Recently the cause of MV pathology in most industrialised nations has changed over the last decades from predominantly rheumatic to degenerative and ischemic valve disease. Rheumatic heart disease usually presents as mitral stenosis, while myxomatous degeneration is the most common cause of native mitral regurgitation. Mitral regurgitation can also develop in patients with left ventricular (LV) dysfunction, endocarditis or acute myocardial infarction with papillary muscle rupture.
The MV consists of a fibrous annulus, two leaflets and the subvalvular apparatus. The anterior mitral valve leaflet originates from the anterior part of the MV annulus and is continuous with the aortic root. The posterior mitral valve leaflet originates from the free LV wall, enclosing the greater part (about 70%) of the MV annulus, which is poorly supported and therefore prone to dilatation under pathological conditions.
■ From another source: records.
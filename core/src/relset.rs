//! A compact 13-bit encoding of any subset of the thirteen basic Allen
//! relations, with boolean-algebra operations, an inverse operator, and the
//! composition (transitivity) operator.

use crate::composition;
use crate::error::RelSetError;
use crate::relation::Relation;

/// A subset of the thirteen basic [`Relation`]s, packed into the low 13 bits
/// of a `u16`. Bits above position 12 are never set by any operation in this
/// module; the only way they can appear is through [`RelSet::from_bits`]
/// being bypassed, which is undefined behaviour per the crate's contract.
#[derive(Clone, Copy, Eq, PartialEq, Hash, Default)]
pub struct RelSet(u16);

const VALID_BITS: u16 = 0x1FFF;

impl RelSet {
    /// The empty relation set — no relation admissible.
    pub const EMPTY: RelSet = RelSet(0);

    /// The full relation set — all thirteen relations admissible.
    pub const ALL: RelSet = RelSet(VALID_BITS);

    /// Builds a `RelSet` from a single relation.
    pub const fn singleton(r: Relation) -> RelSet {
        RelSet(r.mask())
    }

    /// Builds a `RelSet` from a raw bit pattern.
    ///
    /// # Errors
    ///
    /// Returns [`RelSetError::StrayHighBits`] if any bit above position 12
    /// is set. This is the one validated boundary for `RelSet`; every other
    /// constructor in this module is infallible because it is already closed
    /// over the 13-bit domain.
    pub const fn from_bits(bits: u16) -> Result<RelSet, RelSetError> {
        if bits & !VALID_BITS != 0 {
            Err(RelSetError::StrayHighBits(bits))
        } else {
            Ok(RelSet(bits))
        }
    }

    /// The raw bit pattern, for persistence or transmission (see the crate's
    /// canonical bit table).
    pub const fn bits(self) -> u16 {
        self.0
    }

    /// `true` if no relation is admissible.
    pub const fn is_empty(self) -> bool {
        self.0 == 0
    }

    /// `true` if `r` is one of the admissible relations.
    pub const fn contains(self, r: Relation) -> bool {
        self.0 & r.mask() != 0
    }

    /// `true` if every relation admissible in `self` is also admissible in
    /// `other`.
    pub const fn is_subset(self, other: RelSet) -> bool {
        self.0 & !other.0 == 0
    }

    /// The set of relations admissible in either operand.
    pub const fn union(self, other: RelSet) -> RelSet {
        RelSet(self.0 | other.0)
    }

    /// The set of relations admissible in both operands.
    pub const fn intersection(self, other: RelSet) -> RelSet {
        RelSet(self.0 & other.0)
    }

    /// The pointwise inverse: `{ inverse(r) | r in self }`.
    pub const fn inverse(self) -> RelSet {
        let mut out = 0u16;
        let mut i = 0;
        while i < 13 {
            if self.0 & (1 << i) != 0 {
                out |= Relation::from_index(i).inverse().mask();
            }
            i += 1;
        }
        RelSet(out)
    }

    /// The relation set implied by transitivity: for `self` holding between
    /// `(X, Y)` and `other` holding between `(Y, Z)`, the set of relations
    /// possible between `(X, Z)`.
    ///
    /// Iterates over the set bits of both operands against the cached
    /// composition table, stopping early once the accumulated result is
    /// [`RelSet::ALL`].
    pub fn compose(self, other: RelSet) -> RelSet {
        if self.is_empty() || other.is_empty() {
            return RelSet::EMPTY;
        }
        let table = composition::table();
        let mut acc = RelSet::EMPTY;
        for a in 0..13usize {
            if self.0 & (1 << a) == 0 {
                continue;
            }
            for b in 0..13usize {
                if other.0 & (1 << b) == 0 {
                    continue;
                }
                acc = acc.union(table[a][b]);
                if acc == RelSet::ALL {
                    return acc;
                }
            }
        }
        acc
    }

    /// The human-readable names of the admissible relations, in canonical
    /// enumeration order.
    pub fn to_names(self) -> Vec<&'static str> {
        Relation::ALL
            .into_iter()
            .filter(|r| self.contains(*r))
            .map(Relation::name)
            .collect()
    }
}

impl std::fmt::Debug for RelSet {
    fn fmt(&self, f: &mut std::fmt::Formatter<'_>) -> std::fmt::Result {
        f.debug_set().entries(self.to_names()).finish()
    }
}

impl From<Relation> for RelSet {
    fn from(r: Relation) -> Self {
        RelSet::singleton(r)
    }
}

#[cfg(test)]
mod tests {
    use super::*;
    use proptest::prelude::*;

    fn arb_relset() -> impl Strategy<Value = RelSet> {
        (0u16..=VALID_BITS).prop_map(RelSet)
    }

    #[test]
    fn from_bits_rejects_stray_high_bits() {
        assert!(RelSet::from_bits(1 << 13).is_err());
        assert!(RelSet::from_bits(VALID_BITS).is_ok());
    }

    #[test]
    fn singleton_names_round_trip() {
        assert_eq!(RelSet::singleton(Relation::Before).to_names(), ["before"]);
        assert_eq!(
            RelSet::singleton(Relation::OverlappedBy).to_names(),
            ["overlapped by"]
        );
    }

    proptest! {
        #[test]
        fn inverse_is_involutive(s in arb_relset()) {
            prop_assert_eq!(s.inverse().inverse(), s);
        }

        #[test]
        fn inverse_fixes_empty_all_equals(s in arb_relset()) {
            let _ = s;
            prop_assert_eq!(RelSet::EMPTY.inverse(), RelSet::EMPTY);
            prop_assert_eq!(RelSet::ALL.inverse(), RelSet::ALL);
            prop_assert_eq!(
                RelSet::singleton(Relation::Equals).inverse(),
                RelSet::singleton(Relation::Equals)
            );
        }

        #[test]
        fn compose_with_equals_is_identity(s in arb_relset()) {
            let eq = RelSet::singleton(Relation::Equals);
            prop_assert_eq!(s.compose(eq), s);
            prop_assert_eq!(eq.compose(s), s);
        }

        #[test]
        fn compose_with_empty_is_empty(s in arb_relset()) {
            prop_assert_eq!(s.compose(RelSet::EMPTY), RelSet::EMPTY);
            prop_assert_eq!(RelSet::EMPTY.compose(s), RelSet::EMPTY);
        }

        #[test]
        fn inverse_distributes_over_compose(s1 in arb_relset(), s2 in arb_relset()) {
            prop_assert_eq!(
                s1.compose(s2).inverse(),
                s2.inverse().compose(s1.inverse())
            );
        }

        #[test]
        fn compose_distributes_over_union(s1 in arb_relset(), s2 in arb_relset(), t in arb_relset()) {
            prop_assert_eq!(
                s1.union(s2).compose(t),
                s1.compose(t).union(s2.compose(t))
            );
        }

        #[test]
        fn is_subset_is_consistent_with_union(s1 in arb_relset(), s2 in arb_relset()) {
            prop_assert_eq!(s1.is_subset(s1.union(s2)), true);
        }
    }
}
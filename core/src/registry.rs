//! An append-only mapping from an opaque external identifier to a dense
//! internal index, plus reverse lookup.

use fnv::FnvHashMap;
use std::hash::Hash;

/// Maps caller-chosen identifiers to dense `0..n` internal indices.
///
/// Identifiers are never removed and indices are never reused: the registry
/// only grows for the lifetime of the [`crate::ConstraintNetwork`] it backs.
/// Lookup by identifier uses a non-cryptographic hasher ([`fnv`]) since
/// identifiers are opaque, adversarial input is out of scope, and the set of
/// nodes only grows monotonically within a process.
#[derive(Clone, Debug, Default)]
pub(crate) struct NodeRegistry<K> {
    ids: Vec<K>,
    index: FnvHashMap<K, usize>,
}

impl<K: Eq + Hash + Clone> NodeRegistry<K> {
    pub(crate) fn new() -> Self {
        Self {
            ids: Vec::new(),
            index: FnvHashMap::default(),
        }
    }

    pub(crate) fn with_capacity(cap: usize) -> Self {
        Self {
            ids: Vec::with_capacity(cap),
            index: FnvHashMap::with_capacity_and_hasher(cap, Default::default()),
        }
    }

    /// Registers `id`, returning its new index, or `None` if an equal
    /// identifier is already registered (no state change in that case).
    pub(crate) fn add(&mut self, id: K) -> Option<usize> {
        if self.index.contains_key(&id) {
            return None;
        }
        let idx = self.ids.len();
        self.ids.push(id.clone());
        self.index.insert(id, idx);
        Some(idx)
    }

    pub(crate) fn get(&self, id: &K) -> Option<usize> {
        self.index.get(id).copied()
    }

    pub(crate) fn ids(&self) -> &[K] {
        &self.ids
    }

    pub(crate) fn len(&self) -> usize {
        self.ids.len()
    }
}

#[cfg(test)]
mod tests {
    use super::*;

    #[test]
    fn registers_dense_indices() {
        let mut reg = NodeRegistry::new();
        assert_eq!(reg.add("a"), Some(0));
        assert_eq!(reg.add("b"), Some(1));
        assert_eq!(reg.add("c"), Some(2));
        assert_eq!(reg.len(), 3);
        assert_eq!(reg.get(&"b"), Some(1));
    }

    #[test]
    fn rejects_duplicate_identifier() {
        let mut reg = NodeRegistry::new();
        assert_eq!(reg.add("a"), Some(0));
        assert_eq!(reg.add("a"), None);
        assert_eq!(reg.len(), 1);
    }
}
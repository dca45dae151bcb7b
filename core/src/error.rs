//! The one typed, fallible boundary in the core: constructing a [`crate::RelSet`]
//! from a raw, externally-supplied bit pattern.

use thiserror::Error;

/// Error returned when a raw bit pattern cannot be interpreted as a
/// [`crate::RelSet`].
///
/// Every other `RelSet`-producing operation (union, intersection, inverse,
/// compose, the named singleton constants) is closed over the 13-bit domain
/// by construction and cannot fail; this is the only place stray bits from
/// outside the core can enter.
#[derive(Error, Clone, Copy, Debug, Eq, PartialEq)]
pub enum RelSetError {
    /// The input had one or more bits set above position 12.
    #[error("relation set has bits set above position 12: {0:#x}")]
    StrayHighBits(u16),
}
//! A dense square matrix of [`RelSet`]s indexed by internal node indices.

use crate::relset::RelSet;

/// The constraint matrix `M`: a flat, row-major array of [`RelSet`]s sized to
/// a physical capacity grown by doubling, independent of the logical node
/// count. Most [`ConstraintMatrix::push_node`] calls are O(n) — filling in
/// one new row and column — rather than O(n²); only the amortised doubling
/// step costs O(capacity²).
///
/// Invariants maintained by every method: `M[i][i] = {equals}`, and
/// `M[j][i] = inverse(M[i][j])` for all registered `i, j`.
#[derive(Clone, Debug)]
pub struct ConstraintMatrix {
    n: usize,
    cap: usize,
    cells: Vec<RelSet>,
}

impl ConstraintMatrix {
    pub(crate) fn new() -> Self {
        Self {
            n: 0,
            cap: 0,
            cells: Vec::new(),
        }
    }

    pub(crate) fn with_capacity(cap: usize) -> Self {
        let mut m = Self::new();
        if cap > 0 {
            m.reserve(cap);
        }
        m
    }

    /// The number of registered nodes, i.e. the matrix's logical side length.
    pub fn len(&self) -> usize {
        self.n
    }

    /// `true` if no nodes are registered.
    pub fn is_empty(&self) -> bool {
        self.n == 0
    }

    fn index(&self, i: usize, j: usize) -> usize {
        debug_assert!(i < self.n && j < self.n);
        i * self.cap + j
    }

    /// Reads the relation set admissible from node `i` to node `j`.
    pub fn get(&self, i: usize, j: usize) -> RelSet {
        self.cells[self.index(i, j)]
    }

    pub(crate) fn set(&mut self, i: usize, j: usize, v: RelSet) {
        let idx = self.index(i, j);
        self.cells[idx] = v;
    }

    fn reserve(&mut self, new_cap: usize) {
        if new_cap <= self.cap {
            return;
        }
        let mut new_cells = vec![RelSet::ALL; new_cap * new_cap];
        for i in 0..self.n {
            for j in 0..self.n {
                new_cells[i * new_cap + j] = self.cells[i * self.cap + j];
            }
        }
        self.cells = new_cells;
        self.cap = new_cap;
    }

    /// Grows the matrix from `n`×`n` to `(n+1)`×`(n+1)`. New off-diagonal
    /// entries are [`RelSet::ALL`]; the new diagonal entry is `{equals}`.
    pub(crate) fn push_node(&mut self) {
        if self.n + 1 > self.cap {
            let new_cap = if self.cap == 0 { 4 } else { self.cap * 2 };
            self.reserve(new_cap);
        }
        let k = self.n;
        for i in 0..k {
            self.set(i, k, RelSet::ALL);
            self.set(k, i, RelSet::ALL);
        }
        self.n += 1;
        self.set(k, k, RelSet::singleton(crate::relation::Relation::Equals));
    }

    /// Resets every off-diagonal entry to [`RelSet::ALL`] and every diagonal
    /// entry to `{equals}`, discarding all tightening. Used to rebuild the
    /// matrix from scratch after a constraint removal.
    pub(crate) fn reset(&mut self) {
        for i in 0..self.n {
            for j in 0..self.n {
                let v = if i == j {
                    RelSet::singleton(crate::relation::Relation::Equals)
                } else {
                    RelSet::ALL
                };
                self.set(i, j, v);
            }
        }
    }
}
The subvalvular apparatus consists of the left ventricular wall, papillary muscles and chordae tendineae.
To determine the feasibility of valve reconstruction, TOE is vital. The TOE examination consists of four standard mid-oesophageal views (four-chamber, commissural, two chambers and long-axis) and two transgastric views (basal short axis, two chamber). In each view the valve should be assessed with 2-D imaging and colour flow Doppler. Evaluation of the transmitral and pulmonary venous Doppler waveforms should be part of the complete examination. The annulus should be screened for calcification and annulus dilatation is determined by measuring the anteroposterior diameter. A diameter of less than 35 mm may be considered normal. The MV leaflets should be screened for thickening, calcification or excessive leaflet tissue.
The information from TOE examination is important for the choice of treatment. The postoperative TOE examination assesses the result of the surgical procedure.
Following MV repair, the presence of residual regurgitation, systolic anterior motion (SAM) or valvular stenosis must be assessed. After MV replacement any significant paravalvular leak must be excluded.